(GIVEN INFORMATION)
//! Router screen — gateway details and enforcement commands.

use std::sync::Arc;
use std::time::{Duration, Instant};

use color_eyre::eyre::Result;
use crossterm::event::{KeyCode, KeyEvent};
use ratatui::Frame;
use ratatui::layout::Rect;
use ratatui::style::Style;
use ratatui::text::{Line, Span};
use ratatui::widgets::{Block, BorderType, Borders, Paragraph};

use fairshare_core::{Command, RouterInfo, RouterMode};

use crate::action::{Action, ConfirmAction};
use crate::component::Component;
use crate::theme;

/// How long the inline result line stays visible.
const RESULT_TTL: Duration = Duration::from_secs(5);

struct CommandResult {
    message: String,
    ok: bool,
    shown_at: Instant,
}

pub struct RouterScreen {
    focused: bool,
    info: Arc<RouterInfo>,
    /// Whether at least one router info response has arrived.
    loaded: bool,
    /// Outcome of the last enforcement command, shown inline under the
    /// panel in addition to its toast.
    last_result: Option<CommandResult>,
}

impl RouterScreen {
    pub fn new() -> Self {
        Self {
            focused: false,
            info: Arc::new(RouterInfo::default()),
            loaded: false,
            last_result: None,
        }
    }

    fn field_line<'a>(label: &'a str, value: String, color: ratatui::style::Color) -> Line<'a> {
        Line::from(vec![
            Span::styled(
                format!("  {label:<14}"),
                Style::default().fg(theme::DIM_WHITE),
            ),
            Span::styled(value, Style::default().fg(color)),
        ])
    }
}

impl Component for RouterScreen {
    fn handle_key_event(&mut self, key: KeyEvent) -> Result<Option<Action>> {
        // Every enforcement command passes through the confirm gate.
        match key.code {
            KeyCode::Char('A') => Ok(Some(Action::ShowConfirm(ConfirmAction::ApplyRouterLimits))),
            KeyCode::Char('C') => Ok(Some(Action::ShowConfirm(ConfirmAction::ClearRouterLimits))),
            KeyCode::Char('Q') => Ok(Some(Action::ShowConfirm(ConfirmAction::ToggleQos))),
            KeyCode::Char('r') => Ok(Some(Action::RefreshRouter)),
            _ => Ok(None),
        }
    }

    fn update(&mut self, action: &Action) -> Result<Option<Action>> {
        match action {
            Action::RouterUpdated(info) => {
                self.info = Arc::clone(info);
                self.loaded = true;
            }
            // Fetch on entry; router info is not part of the poll cycle.
            Action::SwitchScreen(crate::screen::ScreenId::Router) => {
                return Ok(Some(Action::RefreshRouter));
            }
            Action::CommandCompleted {
                command:
                    Command::ApplyRouterLimits | Command::ClearRouterLimits | Command::ToggleQos,
                message,
                ok,
            } => {
                self.last_result = Some(CommandResult {
                    message: message.clone(),
                    ok: *ok,
                    shown_at: Instant::now(),
                });
            }
            _ => {}
        }
        Ok(None)
    }

    fn render(&self, frame: &mut Frame, area: Rect) {
        let block = Block::default()
            .title(" Router ")
            .title_style(theme::title_style())
            .borders(Borders::ALL)
            .border_type(BorderType::Rounded)
            .border_style(if self.focused {
                theme::border_focused()
            } else {
                theme::border_default()
            });
        let inner = block.inner(area);
        frame.render_widget(block, area);

        if !self.loaded {
            frame.render_widget(
                Paragraph::new("  Fetching router details...")
                    .style(Style::default().fg(theme::BORDER_GRAY)),
                inner,
            );
            return;
        }

        let info = &self.info;
        let mode_color = match info.mode {
            RouterMode::Simulation => theme::AMBER,
            RouterMode::Unknown => theme::BORDER_GRAY,
            RouterMode::Hotspot | RouterMode::Router => theme::SUCCESS_GREEN,
        };
        let admin_value = if info.admin {
            ("yes".to_owned(), theme::SUCCESS_GREEN)
        } else {
            ("no (limits cannot be enforced)".to_owned(), theme::ERROR_RED)
        };

        let mut lines = vec![
            Line::from(""),
            Self::field_line(
                "Address",
                info.ip.clone().unwrap_or_else(|| "unknown".into()),
                theme::ACCENT_BLUE,
            ),
            Self::field_line("Type", info.kind.clone(), theme::DIM_WHITE),
            Self::field_line("Mode", info.mode.to_string(), mode_color),
            Self::field_line("Status", info.status.clone(), theme::DIM_WHITE),
            Self::field_line("Admin", admin_value.0, admin_value.1),
            Line::from(""),
        ];

        if info.mode == RouterMode::Simulation {
            lines.push(Line::from(Span::styled(
                "  Running in simulation mode: limits are tracked but not enforced.",
                Style::default().fg(theme::AMBER),
            )));
            lines.push(Line::from(""));
        }

        if let Some(result) = &self.last_result {
            if result.shown_at.elapsed() < RESULT_TTL {
                let color = if result.ok {
                    theme::SUCCESS_GREEN
                } else {
                    theme::ERROR_RED
                };
                lines.push(Self::field_line("Last command", result.message.clone(), color));
                lines.push(Line::from(""));
            }
        }

        lines.push(Line::from(vec![
            Span::styled("  A ", theme::key_hint_key()),
            Span::styled("apply limits  ", theme::key_hint()),
            Span::styled("C ", theme::key_hint_key()),
            Span::styled("clear limits  ", theme::key_hint()),
            Span::styled("Q ", theme::key_hint_key()),
            Span::styled("toggle QoS  ", theme::key_hint()),
            Span::styled("r ", theme::key_hint_key()),
            Span::styled("refresh", theme::key_hint()),
        ]));

        frame.render_widget(Paragraph::new(lines), inner);
    }

    fn set_focused(&mut self, focused: bool) {
        self.focused = focused;
    }
}

#[cfg(test)]
mod tests {
    use super::*;
    use crossterm::event::KeyModifiers;

    fn key(code: KeyCode) -> KeyEvent {
        KeyEvent::new(code, KeyModifiers::NONE)
    }

    #[test]
    fn enforcement_keys_request_confirmation_not_dispatch() {
        let mut screen = RouterScreen::new();
        for (code, expected) in [
            (KeyCode::Char('A'), ConfirmAction::ApplyRouterLimits),
            (KeyCode::Char('C'), ConfirmAction::ClearRouterLimits),
            (KeyCode::Char('Q'), ConfirmAction::ToggleQos),
        ] {
            match screen.handle_key_event(key(code)).expect("key") {
                Some(Action::ShowConfirm(action)) => assert_eq!(action, expected),
                other => panic!("expected confirm gate, got {other:?}"),
            }
        }
    }

    #[test]
    fn router_command_outcomes_are_kept_for_the_result_line() {
        let mut screen = RouterScreen::new();
        screen
            .update(&Action::CommandCompleted {
                command: Command::ApplyRouterLimits,
                message: "applied limits to 3 of 4 clients".into(),
                ok: true,
            })
            .expect("update");
        let result = screen.last_result.as_ref().expect("result stored");
        assert!(result.ok);
        assert_eq!(result.message, "applied limits to 3 of 4 clients");

        // Non-router commands don't touch the panel, and neither does
        // the background per-client sync.
        screen.last_result = None;
        screen
            .update(&Action::CommandCompleted {
                command: Command::SetBandwidthCap { mbps: 50 },
                message: "done".into(),
                ok: true,
            })
            .expect("update");
        screen
            .update(&Action::CommandCompleted {
                command: Command::SyncRouterPriority {
                    ip: "10.0.0.2".into(),
                    priority: 7,
                },
                message: "done".into(),
                ok: true,
            })
            .expect("update");
        assert!(screen.last_result.is_none());
    }

    #[test]
    fn entering_the_screen_triggers_a_refresh() {
        let mut screen = RouterScreen::new();
        let follow_up = screen
            .update(&Action::SwitchScreen(crate::screen::ScreenId::Router))
            .expect("update");
        assert!(matches!(follow_up, Some(Action::RefreshRouter)));
    }
}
(End GIVEN INFORMATION)
| WHAT YOU SHOULD DO |
Each record is to be restated word for word.

| EXERCISE OUTPUT |
//! Router screen — gateway details and enforcement commands.

use std::sync::Arc;
use std::time::{Duration, Instant};

use color_eyre::eyre::Result;
use crossterm::event::{KeyCode, KeyEvent};
use ratatui::Frame;
use ratatui::layout::Rect;
use ratatui::style::Style;
use ratatui::text::{Line, Span};
use ratatui::widgets::{Block, BorderType, Borders, Paragraph};

use fairshare_core::{Command, RouterInfo, RouterMode};

use crate::action::{Action, ConfirmAction};
use crate::component::Component;
use crate::theme;

/// How long the inline result line stays visible.
const RESULT_TTL: Duration = Duration::from_secs(5);

struct CommandResult {
    message: String,
    ok: bool,
    shown_at: Instant,
}

pub struct RouterScreen {
    focused: bool,
    info: Arc<RouterInfo>,
    /// Whether at least one router info response has arrived.
    loaded: bool,
    /// Outcome of the last enforcement command, shown inline under the
    /// panel in addition to its toast.
    last_result: Option<CommandResult>,
}

impl RouterScreen {
    pub fn new() -> Self {
        Self {
            focused: false,
            info: Arc::new(RouterInfo::default()),
            loaded: false,
            last_result: None,
        }
    }

    fn field_line<'a>(label: &'a str, value: String, color: ratatui::style::Color) -> Line<'a> {
        Line::from(vec![
            Span::styled(
                format!("  {label:<14}"),
                Style::default().fg(theme::DIM_WHITE),
            ),
            Span::styled(value, Style::default().fg(color)),
        ])
    }
}

impl Component for RouterScreen {
    fn handle_key_event(&mut self, key: KeyEvent) -> Result<Option<Action>> {
        // Every enforcement command passes through the confirm gate.
        match key.code {
            KeyCode::Char('A') => Ok(Some(Action::ShowConfirm(ConfirmAction::ApplyRouterLimits))),
            KeyCode::Char('C') => Ok(Some(Action::ShowConfirm(ConfirmAction::ClearRouterLimits))),
            KeyCode::Char('Q') => Ok(Some(Action::ShowConfirm(ConfirmAction::ToggleQos))),
            KeyCode::Char('r') => Ok(Some(Action::RefreshRouter)),
            _ => Ok(None),
        }
    }

    fn update(&mut self, action: &Action) -> Result<Option<Action>> {
        match action {
            Action::RouterUpdated(info) => {
                self.info = Arc::clone(info);
                self.loaded = true;
            }
            // Fetch on entry; router info is not part of the poll cycle.
            Action::SwitchScreen(crate::screen::ScreenId::Router) => {
                return Ok(Some(Action::RefreshRouter));
            }
            Action::CommandCompleted {
                command:
                    Command::ApplyRouterLimits | Command::ClearRouterLimits | Command::ToggleQos,
                message,
                ok,
            } => {
                self.last_result = Some(CommandResult {
                    message: message.clone(),
                    ok: *ok,
                    shown_at: Instant::now(),
                });
            }
            _ => {}
        }
        Ok(None)
    }

    fn render(&self, frame: &mut Frame, area: Rect) {
        let block = Block::default()
            .title(" Router ")
            .title_style(theme::title_style())
            .borders(Borders::ALL)
            .border_type(BorderType::Rounded)
            .border_style(if self.focused {
                theme::border_focused()
            } else {
                theme::border_default()
            });
        let inner = block.inner(area);
        frame.render_widget(block, area);

        if !self.loaded {
            frame.render_widget(
                Paragraph::new("  Fetching router details...")
                    .style(Style::default().fg(theme::BORDER_GRAY)),
                inner,
            );
            return;
        }

        let info = &self.info;
        let mode_color = match info.mode {
            RouterMode::Simulation => theme::AMBER,
            RouterMode::Unknown => theme::BORDER_GRAY,
            RouterMode::Hotspot | RouterMode::Router => theme::SUCCESS_GREEN,
        };
        let admin_value = if info.admin {
            ("yes".to_owned(), theme::SUCCESS_GREEN)
        } else {
            ("no (limits cannot be enforced)".to_owned(), theme::ERROR_RED)
        };

        let mut lines = vec![
            Line::from(""),
            Self::field_line(
                "Address",
                info.ip.clone().unwrap_or_else(|| "unknown".into()),
                theme::ACCENT_BLUE,
            ),
            Self::field_line("Type", info.kind.clone(), theme::DIM_WHITE),
            Self::field_line("Mode", info.mode.to_string(), mode_color),
            Self::field_line("Status", info.status.clone(), theme::DIM_WHITE),
            Self::field_line("Admin", admin_value.0, admin_value.1),
            Line::from(""),
        ];

        if info.mode == RouterMode::Simulation {
            lines.push(Line::from(Span::styled(
                "  Running in simulation mode: limits are tracked but not enforced.",
                Style::default().fg(theme::AMBER),
            )));
            lines.push(Line::from(""));
        }

        if let Some(result) = &self.last_result {
            if result.shown_at.elapsed() < RESULT_TTL {
                let color = if result.ok {
                    theme::SUCCESS_GREEN
                } else {
                    theme::ERROR_RED
                };
                lines.push(Self::field_line("Last command", result.message.clone(), color));
                lines.push(Line::from(""));
            }
        }

        lines.push(Line::from(vec![
            Span::styled("  A ", theme::key_hint_key()),
            Span::styled("apply limits  ", theme::key_hint()),
            Span::styled("C ", theme::key_hint_key()),
            Span::styled("clear limits  ", theme::key_hint()),
            Span::styled("Q ", theme::key_hint_key()),
            Span::styled("toggle QoS  ", theme::key_hint()),
            Span::styled("r ", theme::key_hint_key()),
            Span::styled("refresh", theme::key_hint()),
        ]));

        frame.render_widget(Paragraph::new(lines), inner);
    }

    fn set_focused(&mut self, focused: bool) {
        self.focused = focused;
    }
}

#[cfg(test)]
mod tests {
    use super::*;
    use crossterm::event::KeyModifiers;

    fn key(code: KeyCode) -> KeyEvent {
        KeyEvent::new(code, KeyModifiers::NONE)
    }

    #[test]
    fn enforcement_keys_request_confirmation_not_dispatch() {
        let mut screen = RouterScreen::new();
        for (code, expected) in [
            (KeyCode::Char('A'), ConfirmAction::ApplyRouterLimits),
            (KeyCode::Char('C'), ConfirmAction::ClearRouterLimits),
            (KeyCode::Char('Q'), ConfirmAction::ToggleQos),
        ] {
            match screen.handle_key_event(key(code)).expect("key") {
                Some(Action::ShowConfirm(action)) => assert_eq!(action, expected),
                other => panic!("expected confirm gate, got {other:?}"),
            }
        }
    }

    #[test]
    fn router_command_outcomes_are_kept_for_the_result_line() {
        let mut screen = RouterScreen::new();
        screen
            .update(&Action::CommandCompleted {
                command: Command::ApplyRouterLimits,
                message: "applied limits to 3 of 4 clients".into(),
                ok: true,
            })
            .expect("update");
        let result = screen.last_result.as_ref().expect("result stored");
        assert!(result.ok);
        assert_eq!(result.message, "applied limits to 3 of 4 clients");

        // Non-router commands don't touch the panel, and neither does
        // the background per-client sync.
        screen.last_result = None;
        screen
            .update(&Action::CommandCompleted {
                command: Command::SetBandwidthCap { mbps: 50 },
                message: "done".into(),
                ok: true,
            })
            .expect("update");
        screen
            .update(&Action::CommandCompleted {
                command: Command::SyncRouterPriority {
                    ip: "10.0.0.2".into(),
                    priority: 7,
                },
                message: "done".into(),
                ok: true,
            })
            .expect("update");
        assert!(screen.last_result.is_none());
    }

    #[test]
    fn entering_the_screen_triggers_a_refresh() {
        let mut screen = RouterScreen::new();
        let follow_up = screen
            .update(&Action::SwitchScreen(crate::screen::ScreenId::Router))
            .expect("update");
        assert!(matches!(follow_up, Some(Action::RefreshRouter)));
    }
}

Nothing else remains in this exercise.